Der tiefere Grund für dieses wiederkehrend Muster ist simpel. Die Credit Suisse lebte während Jahren über ihren Verhältnissen. Sie ging Risiken ein, die sie sich nicht tragen konnte. Sie leistete sich anspruchsvolle Kunden, denen sie vernünftigerweise nicht das bieten konnte, was diese verlangten. Sie zahlte ihren Tradern und Managern Boni, die in keinem gesunden Verhältnis zu den Dividenden standen, die sie den Aktionären zur Abgeltung derer Anlagerisiken zahlen musste. Diesem aufgeblasenen System lässt das runderneuerte Management jetzt gezwungenermassen die Luft ab. Denn für die Kulissenschieberei von damals ist schlicht nicht mehr genügend Kapital vorhanden.

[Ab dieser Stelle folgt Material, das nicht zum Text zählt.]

use actix_web::{
    error::{JsonPayloadError, PathError, QueryPayloadError},
    web, Error,
};

use crate::errors::AppError;

/// Routes extractor failures through the same `{success:false}` envelope as
/// every other client error.
pub fn config_routes(cfg: &mut web::ServiceConfig) {
    cfg.app_data(web::JsonConfig::default().error_handler(|err, _req| json_error(err)))
        .app_data(web::QueryConfig::default().error_handler(|err, _req| query_error(err)))
        .app_data(web::PathConfig::default().error_handler(|err, _req| path_error(err)));
}

fn json_error(err: JsonPayloadError) -> Error {
    tracing::debug!(error = %err, "Rejected JSON body");
    AppError::invalid("body", format!("JSON payload error: {err}")).into()
}

fn query_error(err: QueryPayloadError) -> Error {
    AppError::invalid("query", format!("Query string error: {err}")).into()
}

fn path_error(err: PathError) -> Error {
    AppError::invalid("path", format!("Path parameter error: {err}")).into()
}
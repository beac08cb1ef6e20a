use blog_backend::{
    entities::article::{Article, ArticleRow, TagRef},
    use_cases::feeds::{render_rss, FeedSettings, FEED_ITEM_LIMIT},
};
use chrono::{DateTime, Duration, TimeZone, Utc};

fn settings() -> FeedSettings {
    FeedSettings {
        site_origin: "https://blog.example.com".into(),
        title: "Test Blog".into(),
        description: "notes & more".into(),
        language: "en".into(),
        copyright_holder: "example.com".into(),
    }
}

fn now() -> DateTime<Utc> {
    Utc.with_ymd_and_hms(2025, 3, 15, 12, 0, 0).unwrap()
}

fn article(id: i32, title: &str, content: &str, tags: Vec<TagRef>) -> Article {
    let created = Utc.with_ymd_and_hms(2025, 1, 1, 0, 0, 0).unwrap();
    Article::from_row(
        ArticleRow {
            id,
            title: title.into(),
            slug: format!("post-{id}"),
            content: content.into(),
            header_image: None,
            is_draft: false,
            author_id: "author-1".into(),
            author_name: Some("writer".into()),
            author_email: None,
            created_at: created,
            updated_at: created + Duration::hours(id as i64),
        },
        tags,
    )
}

#[test]
fn empty_feed_is_still_a_complete_channel() {
    let xml = render_rss(&settings(), "https://api.example.com", &[], now());

    assert!(xml.starts_with(r#"<?xml version="1.0" encoding="utf-8"?>"#));
    assert!(xml.contains(r#"<atom:link href="https://api.example.com/api/rss" rel="self" type="application/rss+xml"/>"#));
    assert!(xml.contains("<copyright>All rights reserved 2025, example.com</copyright>"));
    assert!(xml.contains("<language>en</language>"));
    assert!(!xml.contains("<item>"));
    assert!(xml.ends_with("</channel>\n</rss>"));
}

#[test]
fn feed_keeps_the_twenty_most_recently_updated() {
    let articles: Vec<Article> = (1..=25).map(|id| article(id, &format!("Post {id}"), "body", vec![])).collect();

    let xml = render_rss(&settings(), "https://api.example.com", &articles, now());

    assert_eq!(xml.matches("<item>").count(), FEED_ITEM_LIMIT);
    let first = xml.find("post-25</link>").unwrap();
    let second = xml.find("post-24</link>").unwrap();
    assert!(first < second);
    assert!(xml.contains("post-6</link>"));
    assert!(!xml.contains("post-5</link>"));
}

#[test]
fn item_text_is_wrapped_in_cdata() {
    let tags = vec![
        TagRef { id: 1, name: "rust".into() },
        TagRef { id: 2, name: "web".into() },
    ];
    let articles = vec![article(1, "A <b>bold</b> ]]> title", "# Heading\n\nSome **text**.", tags)];

    let xml = render_rss(&settings(), "https://api.example.com/", &articles, now());

    assert!(xml.contains("<title><![CDATA[A <b>bold</b> ]]]]><![CDATA[> title]]></title>"));
    assert!(xml.contains("<link>https://api.example.com/blog/post-1</link>"));
    assert!(xml.contains("<dc:creator><![CDATA[writer]]></dc:creator>"));
    assert!(xml.contains("<category><![CDATA[rust, web]]></category>"));
    assert!(xml.contains("<content:encoded><![CDATA[<h1>Heading</h1>"));
    assert!(xml.contains("<description><![CDATA[notes & more]]></description>"));
}
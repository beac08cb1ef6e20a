use std::borrow::Cow;
use std::collections::HashMap;

use chrono::{DateTime, Utc};
use serde::{Deserialize, Serialize};
use validator::{Validate, ValidationError, ValidationErrors};

use crate::{
    entities::option_fields::OptionField,
    utils::{
        reading_time::{estimate_reading_time, truncate_preview},
        slug::generate_slug,
    },
};

// ───── Constants ──────────────────────────────────────────────────────
const MIN_TITLE_LENGTH: u64 = 1;
const MAX_TITLE_LENGTH: u64 = 200;
const MAX_SLUG_LENGTH: usize = 200;
const MAX_TAGS: usize = 20;


// ───── Database Models ───────────────────────────────────────────────

/// An `articles` row joined with its author's display fields.
#[derive(Debug, Clone, sqlx::FromRow)]
pub struct ArticleRow {
    pub id: i32,
    pub title: String,
    pub slug: String,
    pub content: String,
    pub header_image: Option<String>,
    pub is_draft: bool,
    pub author_id: String,
    pub author_name: Option<String>,
    pub author_email: Option<String>,
    pub created_at: DateTime<Utc>,
    pub updated_at: DateTime<Utc>,
}

/// One article/tag association, used to attach tags to a batch of articles.
#[derive(Debug, Clone, sqlx::FromRow)]
pub struct ArticleTagRow {
    pub article_id: i32,
    pub id: i32,
    pub name: String,
}

#[derive(Debug, Clone)]
pub struct ArticleInsert {
    pub title: String,
    pub slug: String,
    pub content: String,
    pub header_image: Option<String>,
    pub is_draft: bool,
    pub tag_ids: Vec<i32>,
}

/// Search/tag restriction applied to the public article listing.
#[derive(Debug, Clone, Default, PartialEq)]
pub struct PublishedFilter {
    pub search: Option<String>,
    pub tag: Option<String>,
}

// ───── API Response Models ──────────────────────────────────────────

#[derive(Debug, Clone, PartialEq, Serialize, Deserialize, sqlx::FromRow)]
pub struct TagRef {
    pub id: i32,
    pub name: String,
}

#[derive(Debug, Clone, PartialEq, Serialize)]
pub struct Author {
    pub id: String,
    pub name: String,
    #[serde(skip_serializing_if = "Option::is_none")]
    pub email: Option<String>,
}

#[derive(Debug, Clone, PartialEq, Serialize)]
#[serde(rename_all = "camelCase")]
pub struct Article {
    pub id: i32,
    pub title: String,
    pub slug: String,
    pub content: String,
    pub header_image: Option<String>,
    pub is_draft: bool,
    pub author_id: String,
    pub created_at: DateTime<Utc>,
    pub updated_at: DateTime<Utc>,
    pub tags: Vec<TagRef>,
    #[serde(skip_serializing_if = "Option::is_none")]
    pub author: Option<Author>,
    #[serde(skip_serializing_if = "Option::is_none")]
    pub reading_time: Option<u32>,
}

/// Minimal published-article view used by sitemaps and tag listings.
#[derive(Debug, Clone, PartialEq, Serialize, sqlx::FromRow)]
#[serde(rename_all = "camelCase")]
pub struct ArticleSummary {
    pub id: i32,
    pub title: String,
    pub slug: String,
    pub updated_at: DateTime<Utc>,
}

// ───── Input & Validation Requests ──────────────────────────────────

#[derive(Debug, Deserialize, Validate)]
#[serde(rename_all = "camelCase")]
pub struct NewArticleRequest {
    #[validate(
        length(min = MIN_TITLE_LENGTH, max = MAX_TITLE_LENGTH),
        custom(function = "validate_title")
    )]
    pub title: String,

    #[validate(custom(function = "validate_slug"))]
    pub slug: Option<String>,

    pub content: String,

    #[validate(custom(function = "validate_url"))]
    pub header_image: Option<String>,

    pub is_draft: Option<bool>,

    #[validate(custom(function = "validate_tag_ids"))]
    pub tag_ids: Option<Vec<i32>>,
}

#[derive(Debug, Deserialize, Validate, Default)]
#[serde(default, rename_all = "camelCase")]
pub struct UpdateArticleRequest {
    #[validate(custom(function = "validate_optional_title"))]
    pub title: OptionField<String>,

    #[validate(custom(function = "validate_optional_slug"))]
    pub slug: OptionField<String>,

    #[validate(custom(function = "validate_required_content"))]
    pub content: OptionField<String>,

    #[validate(custom(function = "validate_optional_url_field"))]
    pub header_image: OptionField<String>,

    #[validate(custom(function = "validate_required_flag"))]
    pub is_draft: OptionField<bool>,

    #[validate(custom(function = "validate_optional_tag_ids"))]
    pub tag_ids: OptionField<Vec<i32>>,
}

// ───── Validation Helpers ───────────────────────────────────────────
pub fn validate_url(url: &str) -> Result<(), ValidationError> {
    match url::Url::parse(url) {
        Ok(parsed) => {
            if parsed.scheme() == "http" || parsed.scheme() == "https" {
                Ok(())
            } else {
                Err(new_validation_error("invalid_url_scheme", "URL must start with http:// or https://"))
            }
        }
        Err(_) => Err(new_validation_error("invalid_url", "Invalid URL format")),
    }
}

pub fn validate_slug(slug: &str) -> Result<(), ValidationError> {
    if slug.is_empty() {
        return Err(new_validation_error("slug_empty", "Slug cannot be empty"));
    }
    if slug.len() > MAX_SLUG_LENGTH {
        return Err(new_validation_error("slug_too_long", "Slug is too long"));
    }
    if !slug.chars().all(|c| c.is_ascii_lowercase() || c.is_ascii_digit() || c == '-') {
        return Err(new_validation_error("slug_invalid_chars", "Slug must contain only lowercase letters, digits, or hyphens"));
    }
    if slug.starts_with('-') || slug.ends_with('-') {
        return Err(new_validation_error("slug_edge_hyphen", "Slug must not start or end with a hyphen"));
    }
    Ok(())
}

pub fn validate_title(title: &str) -> Result<(), ValidationError> {
    if title.trim().is_empty() {
        return Err(new_validation_error("title_blank", "Title cannot be blank"));
    }
    Ok(())
}

pub fn validate_tag_ids(ids: &[i32]) -> Result<(), ValidationError> {
    if ids.len() > MAX_TAGS {
        return Err(new_validation_error("too_many_tags", "Too many tags provided"));
    }
    if ids.iter().any(|id| *id <= 0) {
        return Err(new_validation_error("invalid_tag_id", "Tag ids must be positive"));
    }
    Ok(())
}

pub fn validate_optional_title(value: &OptionField<String>) -> Result<(), ValidationError> {
    match value {
        OptionField::SetToValue(title) => {
            if title.chars().count() as u64 > MAX_TITLE_LENGTH {
                return Err(new_validation_error("title_too_long", "Title is too long"));
            }
            validate_title(title)
        }
        OptionField::SetToNull => Err(not_nullable()),
        OptionField::Unchanged => Ok(()),
    }
}

pub fn validate_optional_slug(value: &OptionField<String>) -> Result<(), ValidationError> {
    match value {
        OptionField::SetToValue(slug) => validate_slug(slug),
        OptionField::SetToNull => Err(not_nullable()),
        OptionField::Unchanged => Ok(()),
    }
}

pub fn validate_required_content(value: &OptionField<String>) -> Result<(), ValidationError> {
    match value {
        OptionField::SetToNull => Err(not_nullable()),
        _ => Ok(()),
    }
}

pub fn validate_required_flag(value: &OptionField<bool>) -> Result<(), ValidationError> {
    match value {
        OptionField::SetToNull => Err(not_nullable()),
        _ => Ok(()),
    }
}

pub fn validate_optional_url_field(value: &OptionField<String>) -> Result<(), ValidationError> {
    if let OptionField::SetToValue(url) = value {
        validate_url(url)?;
    }
    Ok(())
}

pub fn validate_optional_tag_ids(value: &OptionField<Vec<i32>>) -> Result<(), ValidationError> {
    match value {
        OptionField::SetToValue(ids) => validate_tag_ids(ids),
        OptionField::SetToNull => Err(not_nullable()),
        OptionField::Unchanged => Ok(()),
    }
}

fn not_nullable() -> ValidationError {
    new_validation_error("not_nullable", "Field cannot be null")
}

pub(crate) fn new_validation_error(code: &'static str, msg: &'static str) -> ValidationError {
    let mut err = ValidationError::new(code);
    err.message = Some(Cow::Borrowed(msg));
    err
}

// ───── Conversions ──────────────────────────────────────────────────

impl TryFrom<NewArticleRequest> for ArticleInsert {
    type Error = ValidationErrors;

    fn try_from(value: NewArticleRequest) -> Result<Self, Self::Error> {
        value.validate()?;

        // Generate slug if not provided
        let slug = match value.slug {
            Some(s) => s,
            None => {
                let generated = generate_slug(&value.title);
                if generated.is_empty() {
                    let mut errors = ValidationErrors::new();
                    errors.add("slug", new_validation_error("slug_unrepresentable", "Could not derive a slug from the title; please provide one"));
                    return Err(errors);
                }
                generated
            }
        };

        let mut tag_ids = value.tag_ids.unwrap_or_default();
        tag_ids.sort_unstable();
        tag_ids.dedup();

        Ok(ArticleInsert {
            title: value.title.trim().to_string(),
            slug,
            content: value.content,
            header_image: value.header_image,
            is_draft: value.is_draft.unwrap_or(false),
            tag_ids,
        })
    }
}

impl Article {
    pub fn from_row(row: ArticleRow, tags: Vec<TagRef>) -> Self {
        let author = row.author_name.map(|name| Author {
            id: row.author_id.clone(),
            name,
            email: row.author_email,
        });

        Article {
            id: row.id,
            title: row.title,
            slug: row.slug,
            content: row.content,
            header_image: row.header_image,
            is_draft: row.is_draft,
            author_id: row.author_id,
            created_at: row.created_at,
            updated_at: row.updated_at,
            tags,
            author,
            reading_time: None,
        }
    }

    /// Attach tags to each row, keeping row order. `tag_rows` may come in any order.
    pub fn assemble(rows: Vec<ArticleRow>, tag_rows: Vec<ArticleTagRow>) -> Vec<Article> {
        let mut tags_by_article: HashMap<i32, Vec<TagRef>> = HashMap::new();
        for row in tag_rows {
            tags_by_article
                .entry(row.article_id)
                .or_default()
                .push(TagRef { id: row.id, name: row.name });
        }

        rows.into_iter()
            .map(|row| {
                let mut tags = tags_by_article.remove(&row.id).unwrap_or_default();
                tags.sort_by(|a, b| a.name.cmp(&b.name));
                Article::from_row(row, tags)
            })
            .collect()
    }

    pub fn with_reading_time(mut self) -> Self {
        self.reading_time = Some(estimate_reading_time(&self.content));
        self
    }

    /// Reading time from the full body, then the body cut down to a preview.
    pub fn into_preview(self) -> Self {
        let mut article = self.with_reading_time();
        article.content = truncate_preview(&article.content);
        article
    }
}

#[cfg(test)]
mod tests {
    use super::*;
    use chrono::TimeZone;

    fn row(id: i32) -> ArticleRow {
        let at = Utc.with_ymd_and_hms(2025, 1, 1, 0, 0, 0).unwrap();
        ArticleRow {
            id,
            title: format!("Post {id}"),
            slug: format!("post-{id}"),
            content: "x".repeat(1200),
            header_image: None,
            is_draft: false,
            author_id: "user-1".into(),
            author_name: Some("ichiyo".into()),
            author_email: None,
            created_at: at,
            updated_at: at,
        }
    }

    fn request(title: &str, slug: Option<&str>) -> NewArticleRequest {
        NewArticleRequest {
            title: title.into(),
            slug: slug.map(String::from),
            content: "body".into(),
            header_image: None,
            is_draft: None,
            tag_ids: Some(vec![3, 1, 3]),
        }
    }

    #[test]
    fn insert_derives_slug_from_title() {
        let insert = ArticleInsert::try_from(request("你好 World", None)).unwrap();
        assert_eq!(insert.slug, "ni-hao-world");
        assert!(!insert.is_draft);
        assert_eq!(insert.tag_ids, vec![1, 3]);
    }

    #[test]
    fn insert_rejects_malformed_slug() {
        let err = ArticleInsert::try_from(request("Hello", Some("Bad Slug"))).unwrap_err();
        assert!(err.field_errors().contains_key("slug"));
    }

    #[test]
    fn insert_rejects_title_without_slug_material() {
        assert!(ArticleInsert::try_from(request("!!!", None)).is_err());
    }

    #[test]
    fn update_rejects_null_title_but_allows_null_header_image() {
        let patch: UpdateArticleRequest =
            serde_json::from_str(r#"{"headerImage": null}"#).unwrap();
        assert!(patch.validate().is_ok());

        let patch: UpdateArticleRequest = serde_json::from_str(r#"{"title": null}"#).unwrap();
        assert!(patch.validate().is_err());
    }

    #[test]
    fn assemble_keeps_row_order_and_groups_tags() {
        let articles = Article::assemble(
            vec![row(2), row(1)],
            vec![
                ArticleTagRow { article_id: 1, id: 10, name: "rust".into() },
                ArticleTagRow { article_id: 2, id: 11, name: "web".into() },
                ArticleTagRow { article_id: 1, id: 12, name: "async".into() },
            ],
        );

        assert_eq!(articles[0].id, 2);
        assert_eq!(articles[0].tags, vec![TagRef { id: 11, name: "web".into() }]);
        assert_eq!(
            articles[1].tags.iter().map(|t| t.name.as_str()).collect::<Vec<_>>(),
            vec!["async", "rust"]
        );
        assert_eq!(articles[1].author.as_ref().map(|a| a.name.as_str()), Some("ichiyo"));
    }

    #[test]
    fn preview_uses_full_content_for_reading_time() {
        let article = Article::from_row(row(1), vec![]).into_preview();
        assert_eq!(article.reading_time, Some(3));
        assert_eq!(article.content.len(), 503);
    }

    #[test]
    fn serializes_camel_case_fields() {
        let json = serde_json::to_value(Article::from_row(row(1), vec![]).with_reading_time()).unwrap();
        assert_eq!(json["isDraft"], false);
        assert_eq!(json["authorId"], "user-1");
        assert_eq!(json["readingTime"], 3);
        assert!(json.get("author_id").is_none());
    }
}
use chrono::{DateTime, Utc};
use serde::Serialize;

use crate::entities::{
    article::{Article, Author, TagRef},
    friend::Friend,
    project::Project,
    slide::Slide,
};

#[derive(Debug, Clone, Default, PartialEq, Serialize, sqlx::FromRow)]
#[serde(rename_all = "camelCase")]
pub struct Overview {
    pub total_articles: i64,
    pub published_articles: i64,
    pub draft_articles: i64,
    pub total_projects: i64,
    pub total_slides: i64,
    pub total_tags: i64,
    pub total_users: i64,
}

/// One `YYYY-MM` bucket of the rolling twelve-month histogram.
#[derive(Debug, Clone, PartialEq, Serialize)]
#[serde(rename_all = "camelCase")]
pub struct MonthBucket {
    pub month: String,
    pub count: u32,
    pub published_count: u32,
    pub draft_count: u32,
}

/// One `YYYY-MM-DD` bucket of the seven-day activity trend.
#[derive(Debug, Clone, PartialEq, Serialize)]
#[serde(rename_all = "camelCase")]
pub struct DayBucket {
    pub date: String,
    pub articles_created: u32,
    pub projects_created: u32,
    pub slides_created: u32,
}

#[derive(Debug, Clone, PartialEq, Serialize, sqlx::FromRow)]
#[serde(rename_all = "camelCase")]
pub struct TopTag {
    pub id: i32,
    pub name: String,
    pub article_count: i64,
}

#[derive(Debug, Clone, PartialEq, Serialize)]
pub struct StatusDistribution {
    pub published: i64,
    pub draft: i64,
}

/// Creation time and draft flag of an article, all the histogram needs.
#[derive(Debug, Clone, Copy, PartialEq, sqlx::FromRow)]
pub struct ArticleStamp {
    pub created_at: DateTime<Utc>,
    pub is_draft: bool,
}

/// Dashboard row for a recent article: metadata only, no body.
#[derive(Debug, Clone, PartialEq, Serialize)]
#[serde(rename_all = "camelCase")]
pub struct RecentArticle {
    pub id: i32,
    pub title: String,
    pub slug: String,
    pub is_draft: bool,
    pub created_at: DateTime<Utc>,
    pub updated_at: DateTime<Utc>,
    pub author: Option<Author>,
    pub tags: Vec<TagRef>,
}

impl From<Article> for RecentArticle {
    fn from(article: Article) -> Self {
        RecentArticle {
            id: article.id,
            title: article.title,
            slug: article.slug,
            is_draft: article.is_draft,
            created_at: article.created_at,
            updated_at: article.updated_at,
            author: article.author,
            tags: article.tags,
        }
    }
}

#[derive(Debug, Clone, Serialize)]
#[serde(rename_all = "camelCase")]
pub struct DashboardStats {
    pub overview: Overview,
    pub recent_articles: Vec<RecentArticle>,
    pub recent_projects: Vec<Project>,
    pub recent_slides: Vec<Slide>,
    pub recent_friends: Vec<Friend>,
    pub articles_by_month: Vec<MonthBucket>,
    pub top_tags: Vec<TopTag>,
    pub article_status_distribution: StatusDistribution,
    pub recent_activity_trend: Vec<DayBucket>,
}

#[cfg(test)]
mod tests {
    use chrono::TimeZone;

    use super::*;
    use crate::entities::article::ArticleRow;

    #[test]
    fn recent_article_drops_the_body() {
        let at = Utc.with_ymd_and_hms(2025, 2, 1, 8, 0, 0).unwrap();
        let article = Article::from_row(
            ArticleRow {
                id: 3,
                title: "Notes".into(),
                slug: "notes".into(),
                content: "a very long body".repeat(100),
                header_image: Some("https://img.example.com/a.png".into()),
                is_draft: true,
                author_id: "author-1".into(),
                author_name: Some("ichiyo".into()),
                author_email: None,
                created_at: at,
                updated_at: at,
            },
            vec![TagRef { id: 1, name: "rust".into() }],
        );

        let recent = RecentArticle::from(article);
        let json = serde_json::to_value(&recent).unwrap();

        assert_eq!(json["slug"], "notes");
        assert_eq!(json["isDraft"], true);
        assert_eq!(json["tags"][0]["name"], "rust");
        assert_eq!(json["author"]["name"], "ichiyo");
        assert!(json.get("content").is_none());
        assert!(json.get("headerImage").is_none());
    }
}
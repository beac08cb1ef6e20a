use serde::{Deserialize, Deserializer, Serialize};

/// Represents optional field semantics in PUT/PATCH requests.
///
/// - `Unchanged` → field absent from the payload
/// - `SetToNull` → explicitly `null`
/// - `SetToValue` → set to provided value
///
/// Must be used with `#[serde(default)]` so that absent fields stay `Unchanged`.
#[derive(Debug, Clone, PartialEq, Default, Serialize)]
pub enum OptionField<T> {
    #[default]
    Unchanged,
    SetToNull,
    SetToValue(T),
}

impl<'de, T> Deserialize<'de> for OptionField<T>
where
    T: Deserialize<'de>,
{
    fn deserialize<D>(deserializer: D) -> Result<Self, D::Error>
    where
        D: Deserializer<'de>,
    {
        Ok(match Option::<T>::deserialize(deserializer)? {
            Some(value) => OptionField::SetToValue(value),
            None => OptionField::SetToNull,
        })
    }
}

impl<T> OptionField<T> {
    /// Convert to nested option:
    /// - `None` → unchanged
    /// - `Some(None)` → set null
    /// - `Some(Some(&T))` → set to value
    pub fn as_ref_option(&self) -> Option<Option<&T>> {
        match self {
            Self::Unchanged => None,
            Self::SetToNull => Some(None),
            Self::SetToValue(value) => Some(Some(value)),
        }
    }

    /// True when `Unchanged`.
    pub fn is_unchanged(&self) -> bool {
        matches!(self, Self::Unchanged)
    }

    /// If `SetToValue`, returns a reference to inner value.
    pub fn value_ref(&self) -> Option<&T> {
        if let Self::SetToValue(v) = self {
            Some(v)
        } else {
            None
        }
    }

    /// Transform by borrowing the inner value
    pub fn map_value_ref<U, F>(&self, f: F) -> OptionField<U>
    where
        F: FnOnce(&T) -> U,
    {
        match self {
            Self::Unchanged => OptionField::Unchanged,
            Self::SetToNull => OptionField::SetToNull,
            Self::SetToValue(v) => OptionField::SetToValue(f(v)),
        }
    }
}

impl OptionField<String> {
    pub fn flatten_str(&self) -> Option<&str> {
        self.value_ref().map(|s| s.as_str())
    }
}
pub mod jwt;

Während sich aufgeblasene Umsätze sofort in Luft auflösen, bleiben die dahinterstehenden Kosten länger in der Erfolgsrechnung stehen. So muss man auch den jüngsten Milliardenverlust der Bank verstehen dem im laufenden Jahr aller Voraussicht nach ein weiterer Milliardenverlust folgen wird. Beim Rückbau der Credit Suisse arbeiten CS-Chef Körner und Co. in einem verrückten Wettbewerb gegen die Uhr. Kommt die Restrukturierung zu langsam voran erodiert das Vertrauen der Kunden und Investoren weiter – die Verluste bleiben hoch und das Kapital wird wieder knapp. Jeder Restrukturierungsplan ist einem sogenannten Umsetzungsrisiko unterworfen. Bei der Credit Suisse ist diese fast schon mit den Händen zu greifen. Die Bank hat ausgezockt.